Inti dari “korupsi” ini adalah apa yang disebut “usaha patungan” antara Niger dan Prancis yang disebut Société des mines de l’Aïr (Somaïr), yang memiliki dan mengoperasikan industri uranium di negara tersebut. Yang mengejutkan, 85 persen Somaïr dimiliki oleh Komisi Energi Atom Prancis dan dua perusahaan Prancis, sementara hanya 15 persen yang dimiliki oleh pemerintah Niger. Niger memproduksi lebih dari 5 persen uranium dunia, tetapi uraniumnya memiliki kualitas yang sangat tinggi. Setengah dari penerimaan ekspor Niger berasal dari penjualan uranium, minyak, dan emas. Satu dari tiga bola lampu di Prancis menggunakan uranium dari Niger, sementara 42 persen penduduk negara Afrika itu hidup di bawah garis kemiskinan. Rakyat Niger telah menyaksikan kekayaan mereka lenyap begitu saja selama beberapa dekade. Sebagai tanda kelemahan pemerintah, selama dekade terakhir, Niger telah kehilangan lebih dari $906 juta hanya dalam 10 kasus arbitrase yang diajukan oleh perusahaan multinasional di hadapan Pusat Internasional untuk Penyelesaian Sengketa Investasi dan Kamar Dagang Internasional .

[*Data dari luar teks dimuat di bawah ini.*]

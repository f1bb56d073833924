//! Moderation Use Cases
//!
//! Admin-only removal of users. Listing removal reuses
//! [`crate::application::DeleteProductUseCase`], whose guard already
//! admits administrators.

use std::sync::Arc;

use auth::{Capability, Identity, authorize};

use crate::domain::repository::ModerationRepository;
use crate::error::{MarketError, MarketResult};

/// Remove user use case
pub struct RemoveUserUseCase<M>
where
    M: ModerationRepository,
{
    moderation_repo: Arc<M>,
}

impl<M> RemoveUserUseCase<M>
where
    M: ModerationRepository,
{
    pub fn new(moderation_repo: Arc<M>) -> Self {
        Self { moderation_repo }
    }

    pub async fn execute(
        &self,
        identity: Option<&Identity>,
        target_public_id: &str,
    ) -> MarketResult<()> {
        let identity = authorize(identity, Capability::Admin)?;

        let target = self
            .moderation_repo
            .find_user_by_public_id(target_public_id)
            .await?
            .ok_or(MarketError::UserNotFound)?;

        self.moderation_repo
            .delete_user_with_content(&target)
            .await?;

        tracing::info!(
            admin_id = %identity.user_id,
            target_id = %target,
            "User removed by admin"
        );

        Ok(())
    }
}
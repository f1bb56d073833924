//! List Products Use Case
//!
//! Filtered, paginated browsing of listings.

use std::sync::Arc;

use auth::Identity;

use crate::domain::repository::{ProductFilter, ProductRepository, ProductSummary};
use crate::domain::value_object::{category::Category, product_status::ProductStatus};
use crate::error::{MarketError, MarketResult};

/// Fixed page size of the listing page
pub const PAGE_SIZE: i64 = 20;

/// List products input (raw query parameters)
#[derive(Debug, Default)]
pub struct ListProductsInput {
    pub category: Option<String>,
    pub keyword: Option<String>,
    pub status: Option<String>,
    /// 1-based page number
    pub page: Option<u32>,
}

/// List products use case
pub struct ListProductsUseCase<P>
where
    P: ProductRepository,
{
    product_repo: Arc<P>,
}

impl<P> ListProductsUseCase<P>
where
    P: ProductRepository,
{
    pub fn new(product_repo: Arc<P>) -> Self {
        Self { product_repo }
    }

    pub async fn execute(
        &self,
        identity: Option<&Identity>,
        input: ListProductsInput,
    ) -> MarketResult<Vec<ProductSummary>> {
        let category = match input.category.as_deref().filter(|s| !s.trim().is_empty()) {
            Some(raw) => Some(
                Category::parse(raw)
                    .ok_or_else(|| MarketError::Validation("Unknown category".to_string()))?,
            ),
            None => None,
        };

        let status = match input.status.as_deref().filter(|s| !s.trim().is_empty()) {
            Some(raw) => Some(ProductStatus::parse(raw).ok_or(MarketError::InvalidStatus)?),
            None => None,
        };

        let keyword = input
            .keyword
            .map(|k| k.trim().to_string())
            .filter(|k| !k.is_empty());

        let page = i64::from(input.page.unwrap_or(1).max(1));

        let filter = ProductFilter {
            category,
            keyword,
            status,
            limit: PAGE_SIZE,
            offset: (page - 1) * PAGE_SIZE,
        };

        self.product_repo
            .search(&filter, identity.map(|i| &i.user_id))
            .await
    }
}
//! Update Status Use Case
//!
//! Constrains status changes to the fixed vocabulary and to the owning
//! seller. No transition graph beyond that: any valid status is reachable
//! from any other, including SOLD_OUT back to FOR_SALE.

use std::sync::Arc;

use auth::{Capability, Identity, authorize};
use kernel::id::ProductId;

use crate::domain::repository::ProductRepository;
use crate::domain::value_object::product_status::ProductStatus;
use crate::error::{MarketError, MarketResult};

/// Update status use case
pub struct UpdateStatusUseCase<P>
where
    P: ProductRepository,
{
    product_repo: Arc<P>,
}

impl<P> UpdateStatusUseCase<P>
where
    P: ProductRepository,
{
    pub fn new(product_repo: Arc<P>) -> Self {
        Self { product_repo }
    }

    /// Returns the normalized status that was stored.
    pub async fn execute(
        &self,
        identity: Option<&Identity>,
        product_id: &ProductId,
        requested_status: &str,
    ) -> MarketResult<ProductStatus> {
        let identity = authorize(identity, Capability::Authenticated)?;

        // Alias normalization happens inside parse, before any validation
        // or persistence sees the raw value
        let status =
            ProductStatus::parse(requested_status).ok_or(MarketError::InvalidStatus)?;

        let product = self
            .product_repo
            .find_by_id(product_id)
            .await?
            .ok_or(MarketError::ProductNotFound)?;

        authorize(Some(identity), Capability::OwnerOf(product.seller_id))?;

        self.product_repo.update_status(product_id, status).await?;

        tracing::info!(
            product_id = %product_id,
            status = %status,
            "Product status updated"
        );

        Ok(status)
    }
}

Prancis berhenti menggunakan franc pada tahun 2002 ketika beralih ke sistem Euro. Namun, empat belas bekas koloni Prancis terus menggunakan Communauté Financiére Africaine (CFA), yang memberikan keuntungan besar bagi Prancis (50 persen dari cadangan negara-negara ini harus disimpan di Departemen Keuangan Prancis dan devaluasi CFA oleh Prancis— seperti pada tahun 1994 —memiliki efek bencana bagi negara-negara yang menggunakannya). Pada tahun 2015, presiden Chad Idriss Déby Itno mengatakan bahwa CFA “menarik ekonomi Afrika ke bawah” dan bahwa “waktunya telah tiba untuk memutus tali yang mencegah Afrika berkembang.” Pembicaraan sekarang di seluruh Sahel bukan hanya untuk penarikan pasukan Prancis—seperti yang telah terjadi di Burkina Faso dan di Mali —tetapi juga untuk memutuskan hubungan dengan cengkeraman ekonomi Prancis di wilayah tersebut.